La portée métaphorique ou autobiographique de l'œuvre
Pour Nicole Saliba-Chalhoub, qui a choisi d'analyser la sémantique narrative et l'herméneutique discursive dans Le Manuscrit de Beyrouth, si l’auteur dit avoir voulu faire de l’imprimerie la métaphore de Beyrouth, il ne s’écarte pas pour autant de ce qu’il appelle « le carcan de l’histoire libanaise ». Il adopte plutôt la distance apportée par la métaphore pour dire autrement le Liban et, plus particulièrement, Beyrouth.

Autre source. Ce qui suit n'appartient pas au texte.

//! Store module
//!
//! Owner-scoped persistence over SQLite. Every category and transaction
//! method takes the owner's user id, keeping unscoped queries out of the
//! codebase entirely.

use sqlx::SqlitePool;

pub mod categories;
pub mod transactions;
pub mod users;

pub use categories::{Category, CategoryStore};
pub use transactions::{NewTransaction, TransactionStore};
pub use users::{User, UserStore};

/// Delete all of one user's transactions, then all of their categories,
/// as a single database transaction. Either both deletes commit or
/// neither does.
pub async fn reset_user_data(pool: &SqlitePool, user_id: i64) -> Result<(), sqlx::Error> {
    let mut tx = pool.begin().await?;

    sqlx::query("DELETE FROM transactions WHERE user_id = ?")
        .bind(user_id)
        .execute(&mut *tx)
        .await?;

    sqlx::query("DELETE FROM categories WHERE user_id = ?")
        .bind(user_id)
        .execute(&mut *tx)
        .await?;

    tx.commit().await?;
    Ok(())
}

#[cfg(test)]
mod tests {
    use super::*;
    use crate::domain::{Amount, TransactionType};
    use rust_decimal_macros::dec;
    use sqlx::sqlite::SqlitePoolOptions;

    async fn test_pool() -> SqlitePool {
        let pool = SqlitePoolOptions::new()
            .max_connections(1)
            .connect("sqlite::memory:")
            .await
            .unwrap();
        crate::db::init_schema(&pool).await.unwrap();
        pool
    }

    async fn seed(pool: &SqlitePool, username: &str) -> i64 {
        let user = UserStore::new(pool.clone())
            .create(username, "hash")
            .await
            .unwrap();
        let category = CategoryStore::new(pool.clone())
            .create(user.id, "Food")
            .await
            .unwrap();
        TransactionStore::new(pool.clone())
            .create(
                user.id,
                &NewTransaction {
                    category_id: Some(category.id),
                    amount: Amount::new(dec!(10)).unwrap(),
                    transaction_type: TransactionType::Expense,
                    date: "2024-01-01".parse().unwrap(),
                    description: None,
                },
            )
            .await
            .unwrap();
        user.id
    }

    #[tokio::test]
    async fn test_reset_clears_only_the_callers_rows() {
        let pool = test_pool().await;
        let alice = seed(&pool, "alice").await;
        let bob = seed(&pool, "bob").await;

        reset_user_data(&pool, alice).await.unwrap();

        let categories = CategoryStore::new(pool.clone());
        let transactions = TransactionStore::new(pool.clone());

        assert!(categories.list(alice).await.unwrap().is_empty());
        assert!(transactions.list(alice).await.unwrap().is_empty());

        assert_eq!(categories.list(bob).await.unwrap().len(), 1);
        assert_eq!(transactions.list(bob).await.unwrap().len(), 1);
    }
}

Enfin, aux yeux d’Antoine Courban qui s’est basé sur la trilogie Le Quartier américain, Le Manuscrit de Beyrouth et Pluie de juin, l’œuvre de Douaihy relève de la « psycho-sociobiographie ». « Son génie propre, écrit-il, réside dans son exceptionnel talent de conteur qui parvient, avec la grande rigueur d’une démarche fouillée et documentée, à reconstituer l’histoire pour en faire le cadre d’événements où évoluent des personnages de fiction qui, souvent, ont une aura de plausibilité qui confère au récit un attrait quasi autobiographique pour le lecteur qui a vécu et connu le Liban des années 1950 et au-delà... ».
Le recueil s’achève sur trois témoignages de Chibli Mallat, Tarek Mitri et Rony Araiji, et sur le mot de la fin, signé par l’auteur lui-même, qui retrace son propre parcours et affirme que si l’écriture est arrivée tardivement dans sa vie, elle est néanmoins devenue pour lui un « rendez-vous fixe » dont il se suffit.
De grands auteurs comme Barrès, Gide ou Valéry se sont déjà attardés sur « la dialectique de l’universel et du particulier », et l’idée de l’accès à l’universel par le biais du local ou du particulier est désormais une évidence. En renfermant ce recueil, on reste admiratif devant une véritable « œuvre », servie par un style à la fois exigeant et moderne, qui nous dévoile l’amère réalité libanaise à la manière d’un Toufic Youssef Aouad dont Jabbour Douaihy apparaît comme le digne héritier et qui, en nous offrant une peinture balzacienne des mœurs et des mentalités, accède tout naturellement à l’universel.
"L'universel, c'est le local moins les murs". Miguel Torga.